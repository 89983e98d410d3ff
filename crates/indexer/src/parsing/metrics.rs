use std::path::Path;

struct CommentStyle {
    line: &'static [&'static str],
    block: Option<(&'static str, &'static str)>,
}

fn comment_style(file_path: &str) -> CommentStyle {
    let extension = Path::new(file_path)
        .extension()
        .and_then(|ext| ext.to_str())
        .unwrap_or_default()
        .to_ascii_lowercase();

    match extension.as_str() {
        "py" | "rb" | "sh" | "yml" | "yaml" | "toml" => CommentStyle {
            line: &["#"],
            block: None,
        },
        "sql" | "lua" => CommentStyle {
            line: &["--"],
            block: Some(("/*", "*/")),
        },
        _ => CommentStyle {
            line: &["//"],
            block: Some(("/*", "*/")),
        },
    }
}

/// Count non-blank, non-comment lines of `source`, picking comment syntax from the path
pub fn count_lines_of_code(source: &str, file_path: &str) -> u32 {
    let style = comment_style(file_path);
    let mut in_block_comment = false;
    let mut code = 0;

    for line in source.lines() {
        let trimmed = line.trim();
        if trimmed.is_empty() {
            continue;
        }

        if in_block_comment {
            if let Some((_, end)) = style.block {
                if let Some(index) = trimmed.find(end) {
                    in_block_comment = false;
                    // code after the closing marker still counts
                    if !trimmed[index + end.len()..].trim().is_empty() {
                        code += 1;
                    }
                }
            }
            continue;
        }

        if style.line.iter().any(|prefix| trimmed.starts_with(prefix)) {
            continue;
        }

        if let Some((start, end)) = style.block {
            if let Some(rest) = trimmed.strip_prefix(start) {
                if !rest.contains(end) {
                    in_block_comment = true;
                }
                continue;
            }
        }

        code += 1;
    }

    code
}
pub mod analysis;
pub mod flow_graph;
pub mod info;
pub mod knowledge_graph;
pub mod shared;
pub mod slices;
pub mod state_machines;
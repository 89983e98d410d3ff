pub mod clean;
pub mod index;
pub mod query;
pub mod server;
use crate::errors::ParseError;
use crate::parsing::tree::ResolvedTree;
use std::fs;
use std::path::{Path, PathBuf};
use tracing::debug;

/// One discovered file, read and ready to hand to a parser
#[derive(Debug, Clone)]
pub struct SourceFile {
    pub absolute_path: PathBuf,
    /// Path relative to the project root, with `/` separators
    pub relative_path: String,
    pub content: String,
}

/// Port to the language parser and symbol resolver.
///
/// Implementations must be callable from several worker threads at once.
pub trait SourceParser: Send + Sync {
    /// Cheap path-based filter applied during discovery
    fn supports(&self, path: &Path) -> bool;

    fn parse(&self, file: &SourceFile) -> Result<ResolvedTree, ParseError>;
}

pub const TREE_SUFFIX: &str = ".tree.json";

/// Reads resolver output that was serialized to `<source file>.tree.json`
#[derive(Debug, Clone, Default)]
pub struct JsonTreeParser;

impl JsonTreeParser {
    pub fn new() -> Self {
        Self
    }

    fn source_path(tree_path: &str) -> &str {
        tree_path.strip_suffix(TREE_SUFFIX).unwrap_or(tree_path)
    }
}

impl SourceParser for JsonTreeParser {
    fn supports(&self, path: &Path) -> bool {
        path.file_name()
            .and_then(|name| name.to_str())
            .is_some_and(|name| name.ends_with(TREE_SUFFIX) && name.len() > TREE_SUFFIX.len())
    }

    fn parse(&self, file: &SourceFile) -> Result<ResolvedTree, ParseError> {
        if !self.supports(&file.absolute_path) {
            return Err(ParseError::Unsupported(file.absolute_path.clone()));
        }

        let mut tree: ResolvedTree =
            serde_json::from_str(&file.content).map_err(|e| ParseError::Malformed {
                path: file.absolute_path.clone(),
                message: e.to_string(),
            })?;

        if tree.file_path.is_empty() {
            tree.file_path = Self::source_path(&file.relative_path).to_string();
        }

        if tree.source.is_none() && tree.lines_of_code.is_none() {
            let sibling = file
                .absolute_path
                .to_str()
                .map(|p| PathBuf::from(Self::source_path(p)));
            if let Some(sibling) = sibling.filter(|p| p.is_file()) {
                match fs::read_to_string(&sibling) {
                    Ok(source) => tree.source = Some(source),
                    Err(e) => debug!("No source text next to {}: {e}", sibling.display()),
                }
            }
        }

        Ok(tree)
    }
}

TASK REQUIREMENTS
Reproduce, character for character, only the lines of the preceding data that start at the line with "fn supports(&self, path: &Path) -> bool;" and end at the line with "fn source_path(tree_path: &str)", both included.

EXERCISE OUTPUT
    fn supports(&self, path: &Path) -> bool;

    fn parse(&self, file: &SourceFile) -> Result<ResolvedTree, ParseError>;
}

pub const TREE_SUFFIX: &str = ".tree.json";

/// Reads resolver output that was serialized to `<source file>.tree.json`
#[derive(Debug, Clone, Default)]
pub struct JsonTreeParser;

impl JsonTreeParser {
    pub fn new() -> Self {
        Self
    }

    fn source_path(tree_path: &str) -> &str {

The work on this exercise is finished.